Processo foi motivado por reportagem sobre a chamada “Máfia dos Consignados”; justiça reconheceu que houve provas e que a liberdade de imprensa foi exercida de forma legítima
Foto: Reprodução/Redes Sociais
Em decisão proferida na segunda-feira (20), a juíza Evelin Campos Cerqueira Bueno, do Juizado Especial Cível da Comarca de Rio Branco, julgou improcedente a reclamação movida por Guilherme Alexandre Medici Aguiar Júnior e seus familiares — incluindo a esposa Rafaele — contra o jornalista Sebastião Maia Pereira, o Tião Maia.
A ação judicial foi motivada por reportagem publicada em agosto de 2024, no site AcreNews, assinada por Tião Maia, durante a campanha eleitoral. A matéria denunciava um esquema de fraudes conhecido como “Máfia dos Consignados” e citava familiares do então candidato a prefeito Marcus Alexandre (MDB), irmão e tio dos envolvidos. Os autores do processo alegaram que o conteúdo era ofensivo e motivado por fins políticos, pedindo indenização de R$ 10 mil para cada um dos quatro autores e retratação pública.

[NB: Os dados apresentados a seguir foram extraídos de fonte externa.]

//! Signal graph model: sources, filters, gains and their automation.
//!
//! A [`SignalGraph`] is a flat list of [`Voice`]s, each a single chain
//! `source → optional biquad → gain → output`. That is all the camera
//! sounds need, and it keeps rendering a plain loop over voices.
//!
//! Every time inside a graph (voice start/stop, automation event) is an
//! offset in seconds from the graph's `origin`. The origin is the absolute
//! audio-clock time the graph was scheduled for, so relative timing such as
//! "the click starts 50ms after the thunk" is exact whatever the origin.

/// Periodic oscillator shapes.
#[derive(Debug, Clone, Copy, PartialEq, Eq)]
pub enum Waveform {
    Sine,
    Square,
    Triangle,
    Sawtooth,
}

impl Waveform {
    /// One sample at `phase` in `[0, 1)`, range `[-1, 1]`.
    pub fn sample(self, phase: f64) -> f64 {
        match self {
            Waveform::Sine => (std::f64::consts::TAU * phase).sin(),
            Waveform::Square => {
                if phase < 0.5 {
                    1.0
                } else {
                    -1.0
                }
            }
            Waveform::Triangle => {
                if phase < 0.25 {
                    4.0 * phase
                } else if phase < 0.75 {
                    2.0 - 4.0 * phase
                } else {
                    4.0 * phase - 4.0
                }
            }
            Waveform::Sawtooth => 2.0 * ((phase + 0.5) % 1.0) - 1.0,
        }
    }
}

/// One scheduled change to a [`Param`].
#[derive(Debug, Clone, Copy, PartialEq)]
pub enum Automation {
    /// Jump to `value` at `time`.
    SetValue { time: f64, value: f64 },
    /// Ramp linearly from the previous event to `value`, arriving at `time`.
    LinearRamp { time: f64, value: f64 },
    /// Ramp exponentially from the previous event to `value`, arriving at `time`.
    ExponentialRamp { time: f64, value: f64 },
}

impl Automation {
    pub fn time(&self) -> f64 {
        match *self {
            Automation::SetValue { time, .. }
            | Automation::LinearRamp { time, .. }
            | Automation::ExponentialRamp { time, .. } => time,
        }
    }

    pub fn value(&self) -> f64 {
        match *self {
            Automation::SetValue { value, .. }
            | Automation::LinearRamp { value, .. }
            | Automation::ExponentialRamp { value, .. } => value,
        }
    }
}

/// An automatable value (frequency, gain, Q).
///
/// Before the first event the param holds its initial value. After the last
/// event it holds that event's value. Between events it follows the later
/// event's ramp shape; exponential ramps need both ends non-zero and of the
/// same sign, and otherwise hold the earlier value until the ramp ends.
#[derive(Debug, Clone, PartialEq)]
pub struct Param {
    initial: f64,
    events: Vec<Automation>,
}

impl Param {
    pub fn new(initial: f64) -> Self {
        Self {
            initial,
            events: Vec::new(),
        }
    }

    pub fn set_value_at_time(&mut self, value: f64, time: f64) -> &mut Self {
        self.push(Automation::SetValue { time, value })
    }

    pub fn linear_ramp_to_value_at_time(&mut self, value: f64, time: f64) -> &mut Self {
        self.push(Automation::LinearRamp { time, value })
    }

    pub fn exponential_ramp_to_value_at_time(&mut self, value: f64, time: f64) -> &mut Self {
        self.push(Automation::ExponentialRamp { time, value })
    }

    pub fn initial(&self) -> f64 {
        self.initial
    }

    pub fn events(&self) -> &[Automation] {
        &self.events
    }

    /// Keep events sorted; equal times keep insertion order.
    fn push(&mut self, event: Automation) -> &mut Self {
        let at = self
            .events
            .partition_point(|e| e.time() <= event.time());
        self.events.insert(at, event);
        self
    }

    /// Value at `t` seconds from the graph origin.
    pub fn value_at(&self, t: f64) -> f64 {
        let next = self.events.partition_point(|e| e.time() <= t);
        let (t0, v0) = match next.checked_sub(1) {
            Some(i) => (self.events[i].time(), self.events[i].value()),
            None => (0.0, self.initial),
        };
        let Some(upcoming) = self.events.get(next) else {
            return v0;
        };
        let (t1, v1) = (upcoming.time(), upcoming.value());
        let span = t1 - t0;
        match upcoming {
            Automation::SetValue { .. } => v0,
            _ if span <= 0.0 => v0,
            Automation::LinearRamp { .. } => v0 + (v1 - v0) * (t - t0) / span,
            Automation::ExponentialRamp { .. } => {
                if v0 == 0.0 || v1 == 0.0 || v0.signum() != v1.signum() {
                    v0
                } else {
                    v0 * (v1 / v0).powf((t - t0) / span)
                }
            }
        }
    }
}

/// RBJ biquad response types.
#[derive(Debug, Clone, Copy, PartialEq, Eq)]
pub enum FilterKind {
    Lowpass,
    Highpass,
    Bandpass,
}

/// A biquad filter stage.
///
/// `q` follows the usual web-audio reading: resonance in dB for lowpass and
/// highpass, plain quality factor for bandpass. It defaults to 1.
#[derive(Debug, Clone, PartialEq)]
pub struct Filter {
    pub kind: FilterKind,
    pub frequency: Param,
    pub q: Param,
}

impl Filter {
    pub fn new(kind: FilterKind, frequency: f64) -> Self {
        Self {
            kind,
            frequency: Param::new(frequency),
            q: Param::new(1.0),
        }
    }

    pub fn with_q(mut self, q: f64) -> Self {
        self.q = Param::new(q);
        self
    }
}

#[derive(Debug, Clone, PartialEq)]
pub enum Source {
    Oscillator { waveform: Waveform, frequency: Param },
    /// Plays the buffer once from the voice start.
    Buffer { samples: Vec<f32> },
}

/// One `source → filter → gain` chain with its own start and stop times.
#[derive(Debug, Clone, PartialEq)]
pub struct Voice {
    pub source: Source,
    pub filter: Option<Filter>,
    pub gain: Param,
    start: f64,
    stop: f64,
}

impl Voice {
    /// An oscillator sounding from `start` until `stop`.
    pub fn oscillator(waveform: Waveform, frequency: Param, start: f64, stop: f64) -> Self {
        Self {
            source: Source::Oscillator {
                waveform,
                frequency,
            },
            filter: None,
            gain: Param::new(1.0),
            start,
            stop: stop.max(start),
        }
    }

    /// A buffer played once from `start`; it stops when the buffer runs out.
    pub fn buffer(samples: Vec<f32>, sample_rate: u32, start: f64) -> Self {
        let stop = start + samples.len() as f64 / sample_rate as f64;
        Self {
            source: Source::Buffer { samples },
            filter: None,
            gain: Param::new(1.0),
            start,
            stop,
        }
    }

    pub fn through(mut self, filter: Filter) -> Self {
        self.filter = Some(filter);
        self
    }

    pub fn with_gain(mut self, gain: Param) -> Self {
        self.gain = gain;
        self
    }

    pub fn start(&self) -> f64 {
        self.start
    }

    pub fn stop(&self) -> f64 {
        self.stop
    }
}

/// A complete sound scheduled at `origin` on the audio clock.
#[derive(Debug, Clone, PartialEq)]
pub struct SignalGraph {
    origin: f64,
    sample_rate: u32,
    voices: Vec<Voice>,
}

impl SignalGraph {
    pub fn new(origin: f64, sample_rate: u32) -> Self {
        Self {
            origin,
            sample_rate,
            voices: Vec::new(),
        }
    }

    pub fn add(&mut self, voice: Voice) -> &mut Self {
        self.voices.push(voice);
        self
    }

    pub fn origin(&self) -> f64 {
        self.origin
    }

    pub fn sample_rate(&self) -> u32 {
        self.sample_rate
    }

    pub fn voices(&self) -> &[Voice] {
        &self.voices
    }

    /// Seconds from the origin until the last voice stops.
    pub fn duration(&self) -> f64 {
        self.voices.iter().map(Voice::stop).fold(0.0, f64::max)
    }

    /// Absolute audio-clock time of an in-graph offset.
    pub fn absolute(&self, offset: f64) -> f64 {
        self.origin + offset
    }
}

A reportagem, no entanto, teve grande repercussão, inclusive nacional, por ser publicada no mesmo dia em que se iniciava a propaganda eleitoral no rádio e na TV. Nela, o jornalista sustentava que, embora Marcus Alexandre não estivesse diretamente envolvido nas fraudes, ele teria tido conhecimento dos atos praticados por seus familiares e, ainda assim, permaneceu omisso, sem adotar qualquer providência.
Foto: Reprodução/Rdes Sociais – Marcos Alexandre ladeado pelo irmão (esquerda) e sobrinho.
A defesa do jornalista, feita pela advogada Ida Nunes, apresentou provas robustas: boletins de ocorrência registrados pelas vítimas dos empréstimos fraudulentos, documentos oficiais e testemunhos, inclusive do procurador-geral de Justiça do Acre, Danilo Lovisaro. Lovisaro confirmou, em depoimento, que demitiu Rafaele — esposa de Guilherme Júnior e advogada — de um cargo de confiança no Ministério Público do Estado do Acre (MPAC) em razão direta de seu envolvimento nos fatos relatados na reportagem. A acusação era de que ela usava a função para intimidar vítimas que buscavam acordos extrajudiciais.
A matéria também apontava que um dos empréstimos resultou na penhora de um imóvel do contador Francisco Silva, e que os recursos foram depositados na conta de Rafaele. Ela não conseguiu justificar a movimentação financeira nem a relação entre seu nome e o CPF do marido utilizados em diversas transações.
A juíza leiga Jéssika de Souza Alves Choi, que atuou no caso, afirmou que “o conteúdo da matéria jornalística veiculada pelo portal AcreNews, conquanto crítico e incisivo, se encontra amparado em elementos objetivos, como boletins de ocorrência e documentos de natureza oficial, referentes a investigações em curso”.
A decisão destaca que não houve extrapolação dos limites do direito à informação. “Trata-se de manifestação inserida no âmbito da liberdade de imprensa, que deve ser resguardada, inclusive como pilar do Estado Democrático de Direito”, escreveu a magistrada. A juíza reforçou que eventuais desconfortos causados por matérias jornalísticas sobre investigações ou denúncias não configuram, por si sós, violação à honra ou à imagem, “notadamente quando não demonstrado o dolo de caluniar, difamar ou injuriar”.
A ação também pedia a remoção da matéria e a retratação pública, mas como a reportagem já havia sido retirada do ar por decisão editorial do portal e o editor se retratou, esse ponto foi considerado sem objeto. A juíza julgou o processo extinto com resolução de mérito, nos termos do art. 487, I, do Código de Processo Civil, e sem condenação em custas ou honorários.
A decisão foi homologada pela juíza togada Evelin Campos Cerqueira Bueno e ainda cabe recurso às instâncias superiores.
Ao comentar a decisão, Tião Maia afirmou:
“Isso mostra que ainda há Justiça no Acre e que todo cidadão deve confiar no Poder Judiciário. A liberdade de imprensa não foi apenas respeitada — a Justiça foi feita.”